Pull every line containing "over" out of the listing below.

[[ Data shown open ]]

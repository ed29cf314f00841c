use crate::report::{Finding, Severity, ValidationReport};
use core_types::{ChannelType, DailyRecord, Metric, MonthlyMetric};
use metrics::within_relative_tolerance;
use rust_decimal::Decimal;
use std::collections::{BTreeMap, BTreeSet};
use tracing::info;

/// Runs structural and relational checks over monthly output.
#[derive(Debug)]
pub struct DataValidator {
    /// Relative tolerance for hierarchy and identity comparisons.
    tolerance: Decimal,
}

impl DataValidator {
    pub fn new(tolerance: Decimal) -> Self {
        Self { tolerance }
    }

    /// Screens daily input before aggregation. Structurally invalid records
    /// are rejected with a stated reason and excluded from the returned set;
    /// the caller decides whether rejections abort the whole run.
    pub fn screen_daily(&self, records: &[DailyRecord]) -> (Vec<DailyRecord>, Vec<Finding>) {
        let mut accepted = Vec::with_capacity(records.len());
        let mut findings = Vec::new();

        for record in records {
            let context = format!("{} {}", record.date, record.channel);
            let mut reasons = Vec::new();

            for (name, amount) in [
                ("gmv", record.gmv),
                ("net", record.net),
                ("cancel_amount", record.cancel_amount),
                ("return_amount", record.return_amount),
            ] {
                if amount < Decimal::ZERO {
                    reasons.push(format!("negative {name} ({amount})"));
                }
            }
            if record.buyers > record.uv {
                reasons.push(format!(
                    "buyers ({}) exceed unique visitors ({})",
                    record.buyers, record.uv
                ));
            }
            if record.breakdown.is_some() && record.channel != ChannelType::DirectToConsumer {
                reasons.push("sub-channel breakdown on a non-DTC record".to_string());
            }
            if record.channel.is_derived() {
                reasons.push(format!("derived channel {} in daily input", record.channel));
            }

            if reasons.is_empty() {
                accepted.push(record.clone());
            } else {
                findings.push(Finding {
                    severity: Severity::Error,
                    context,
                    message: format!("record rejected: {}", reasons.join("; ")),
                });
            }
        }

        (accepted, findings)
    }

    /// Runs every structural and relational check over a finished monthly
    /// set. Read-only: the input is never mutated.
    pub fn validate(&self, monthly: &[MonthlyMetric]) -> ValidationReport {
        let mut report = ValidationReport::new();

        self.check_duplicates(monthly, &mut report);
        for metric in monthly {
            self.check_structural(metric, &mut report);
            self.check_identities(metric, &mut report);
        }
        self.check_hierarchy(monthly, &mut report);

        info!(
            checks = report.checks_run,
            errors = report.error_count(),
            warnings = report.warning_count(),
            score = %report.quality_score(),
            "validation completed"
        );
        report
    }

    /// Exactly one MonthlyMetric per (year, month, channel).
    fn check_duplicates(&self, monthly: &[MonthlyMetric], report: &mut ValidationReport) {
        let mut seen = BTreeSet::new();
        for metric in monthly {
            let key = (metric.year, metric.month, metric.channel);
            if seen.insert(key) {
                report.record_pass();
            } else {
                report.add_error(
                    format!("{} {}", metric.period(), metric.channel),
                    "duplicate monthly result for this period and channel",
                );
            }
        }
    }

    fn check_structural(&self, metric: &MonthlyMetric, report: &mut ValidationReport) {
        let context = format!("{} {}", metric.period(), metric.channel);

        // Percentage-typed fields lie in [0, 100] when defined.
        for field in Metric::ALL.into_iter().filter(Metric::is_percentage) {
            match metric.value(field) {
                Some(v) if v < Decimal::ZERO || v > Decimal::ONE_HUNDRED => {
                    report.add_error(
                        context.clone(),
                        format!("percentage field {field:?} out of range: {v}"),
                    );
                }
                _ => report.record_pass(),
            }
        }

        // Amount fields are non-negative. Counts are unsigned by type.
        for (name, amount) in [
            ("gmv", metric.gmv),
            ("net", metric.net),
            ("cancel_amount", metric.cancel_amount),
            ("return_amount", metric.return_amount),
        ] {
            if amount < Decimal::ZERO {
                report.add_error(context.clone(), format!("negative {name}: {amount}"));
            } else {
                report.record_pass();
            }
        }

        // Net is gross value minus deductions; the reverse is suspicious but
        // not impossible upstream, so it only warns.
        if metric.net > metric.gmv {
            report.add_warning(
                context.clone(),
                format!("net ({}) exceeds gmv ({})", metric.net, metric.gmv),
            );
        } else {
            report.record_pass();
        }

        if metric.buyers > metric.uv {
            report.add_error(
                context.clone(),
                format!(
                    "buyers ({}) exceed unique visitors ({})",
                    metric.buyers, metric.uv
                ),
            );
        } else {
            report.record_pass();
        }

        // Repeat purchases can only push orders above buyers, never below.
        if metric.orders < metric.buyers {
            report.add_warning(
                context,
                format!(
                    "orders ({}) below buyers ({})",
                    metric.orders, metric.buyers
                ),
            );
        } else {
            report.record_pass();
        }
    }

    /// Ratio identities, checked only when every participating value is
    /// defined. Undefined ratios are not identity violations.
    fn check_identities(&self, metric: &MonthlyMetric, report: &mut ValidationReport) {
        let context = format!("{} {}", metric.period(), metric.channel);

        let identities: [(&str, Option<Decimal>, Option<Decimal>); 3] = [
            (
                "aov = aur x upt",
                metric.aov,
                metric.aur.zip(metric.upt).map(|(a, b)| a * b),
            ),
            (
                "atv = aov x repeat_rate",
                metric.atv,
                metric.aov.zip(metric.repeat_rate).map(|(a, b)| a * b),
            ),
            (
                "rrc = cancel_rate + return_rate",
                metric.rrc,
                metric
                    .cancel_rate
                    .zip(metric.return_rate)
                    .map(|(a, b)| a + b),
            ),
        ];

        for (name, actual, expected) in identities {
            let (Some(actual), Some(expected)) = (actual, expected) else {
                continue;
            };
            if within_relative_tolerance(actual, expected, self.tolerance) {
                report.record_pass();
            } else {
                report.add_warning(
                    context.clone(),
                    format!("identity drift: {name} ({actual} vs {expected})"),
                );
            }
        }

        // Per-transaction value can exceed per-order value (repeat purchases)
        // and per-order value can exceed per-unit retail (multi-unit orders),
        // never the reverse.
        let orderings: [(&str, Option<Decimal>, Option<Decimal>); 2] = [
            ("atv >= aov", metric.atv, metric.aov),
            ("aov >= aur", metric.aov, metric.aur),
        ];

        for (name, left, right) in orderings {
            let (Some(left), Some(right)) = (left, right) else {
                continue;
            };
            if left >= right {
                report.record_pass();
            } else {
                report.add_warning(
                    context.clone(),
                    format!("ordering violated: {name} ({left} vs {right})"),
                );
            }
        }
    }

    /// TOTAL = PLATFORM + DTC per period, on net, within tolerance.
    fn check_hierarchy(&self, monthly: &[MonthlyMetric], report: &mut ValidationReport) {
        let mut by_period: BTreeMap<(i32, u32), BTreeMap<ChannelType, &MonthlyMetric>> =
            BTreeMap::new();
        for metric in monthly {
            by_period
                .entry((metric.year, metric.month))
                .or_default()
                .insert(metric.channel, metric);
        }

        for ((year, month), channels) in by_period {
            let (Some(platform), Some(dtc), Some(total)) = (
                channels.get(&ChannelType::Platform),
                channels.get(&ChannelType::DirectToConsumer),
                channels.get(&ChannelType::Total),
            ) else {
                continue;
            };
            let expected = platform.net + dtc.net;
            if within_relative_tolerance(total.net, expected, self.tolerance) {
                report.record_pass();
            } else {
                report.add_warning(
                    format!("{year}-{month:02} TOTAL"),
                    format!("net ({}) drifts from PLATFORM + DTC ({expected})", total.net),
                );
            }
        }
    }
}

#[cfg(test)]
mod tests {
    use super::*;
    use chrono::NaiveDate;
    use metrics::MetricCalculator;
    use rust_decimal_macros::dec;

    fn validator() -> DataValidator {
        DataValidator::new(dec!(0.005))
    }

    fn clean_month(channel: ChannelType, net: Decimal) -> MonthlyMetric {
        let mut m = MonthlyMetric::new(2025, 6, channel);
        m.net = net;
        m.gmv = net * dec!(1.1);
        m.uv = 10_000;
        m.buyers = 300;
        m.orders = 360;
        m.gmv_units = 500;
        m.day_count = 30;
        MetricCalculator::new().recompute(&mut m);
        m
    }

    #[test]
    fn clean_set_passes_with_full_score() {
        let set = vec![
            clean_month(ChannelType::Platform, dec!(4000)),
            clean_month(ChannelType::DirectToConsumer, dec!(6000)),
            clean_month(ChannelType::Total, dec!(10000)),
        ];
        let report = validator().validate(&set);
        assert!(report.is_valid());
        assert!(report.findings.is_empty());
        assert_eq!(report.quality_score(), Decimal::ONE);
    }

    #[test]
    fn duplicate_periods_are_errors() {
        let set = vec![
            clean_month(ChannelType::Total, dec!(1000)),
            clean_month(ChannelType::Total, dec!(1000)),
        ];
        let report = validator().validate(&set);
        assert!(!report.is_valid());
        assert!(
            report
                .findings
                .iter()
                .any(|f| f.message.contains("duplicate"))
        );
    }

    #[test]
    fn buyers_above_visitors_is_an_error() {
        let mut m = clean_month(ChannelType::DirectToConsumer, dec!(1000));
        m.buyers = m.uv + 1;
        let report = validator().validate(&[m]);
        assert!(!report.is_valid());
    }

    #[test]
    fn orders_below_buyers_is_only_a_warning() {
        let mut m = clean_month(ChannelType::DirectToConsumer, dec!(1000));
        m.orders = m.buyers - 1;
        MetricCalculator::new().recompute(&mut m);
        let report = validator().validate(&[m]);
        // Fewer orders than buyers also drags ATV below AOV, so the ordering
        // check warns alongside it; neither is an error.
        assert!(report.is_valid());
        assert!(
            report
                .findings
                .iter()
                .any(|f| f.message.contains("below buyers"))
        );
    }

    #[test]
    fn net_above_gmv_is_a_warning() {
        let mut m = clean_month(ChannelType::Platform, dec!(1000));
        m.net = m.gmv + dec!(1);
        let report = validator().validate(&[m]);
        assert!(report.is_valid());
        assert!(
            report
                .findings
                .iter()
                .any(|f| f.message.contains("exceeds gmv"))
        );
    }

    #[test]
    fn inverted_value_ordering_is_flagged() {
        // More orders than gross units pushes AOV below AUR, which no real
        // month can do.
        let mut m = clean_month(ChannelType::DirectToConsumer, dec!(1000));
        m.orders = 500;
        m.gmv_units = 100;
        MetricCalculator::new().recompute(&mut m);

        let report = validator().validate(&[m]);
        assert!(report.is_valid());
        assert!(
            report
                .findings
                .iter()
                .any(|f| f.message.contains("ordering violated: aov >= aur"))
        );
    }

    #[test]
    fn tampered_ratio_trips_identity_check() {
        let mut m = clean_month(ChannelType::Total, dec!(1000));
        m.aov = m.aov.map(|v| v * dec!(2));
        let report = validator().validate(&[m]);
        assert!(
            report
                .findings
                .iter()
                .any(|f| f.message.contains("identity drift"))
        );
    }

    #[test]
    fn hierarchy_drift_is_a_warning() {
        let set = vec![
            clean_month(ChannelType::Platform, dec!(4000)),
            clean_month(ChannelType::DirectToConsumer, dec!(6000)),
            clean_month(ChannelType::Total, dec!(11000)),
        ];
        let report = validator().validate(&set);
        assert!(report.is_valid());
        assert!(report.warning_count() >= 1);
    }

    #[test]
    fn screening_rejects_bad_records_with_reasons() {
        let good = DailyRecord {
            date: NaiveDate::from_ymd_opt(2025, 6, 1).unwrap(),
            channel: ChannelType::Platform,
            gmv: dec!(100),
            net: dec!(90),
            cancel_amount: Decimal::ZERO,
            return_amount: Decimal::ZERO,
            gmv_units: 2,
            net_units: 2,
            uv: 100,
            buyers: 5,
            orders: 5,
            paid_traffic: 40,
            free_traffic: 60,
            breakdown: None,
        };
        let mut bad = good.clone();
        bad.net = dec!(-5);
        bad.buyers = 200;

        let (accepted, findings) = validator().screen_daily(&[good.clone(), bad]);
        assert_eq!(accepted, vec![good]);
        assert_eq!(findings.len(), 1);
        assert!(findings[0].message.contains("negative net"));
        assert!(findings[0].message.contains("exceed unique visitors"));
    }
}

[[ Data shown closed ]]

Task solution ::
/// Runs structural and relational checks over monthly output.
    /// Runs every structural and relational check over a finished monthly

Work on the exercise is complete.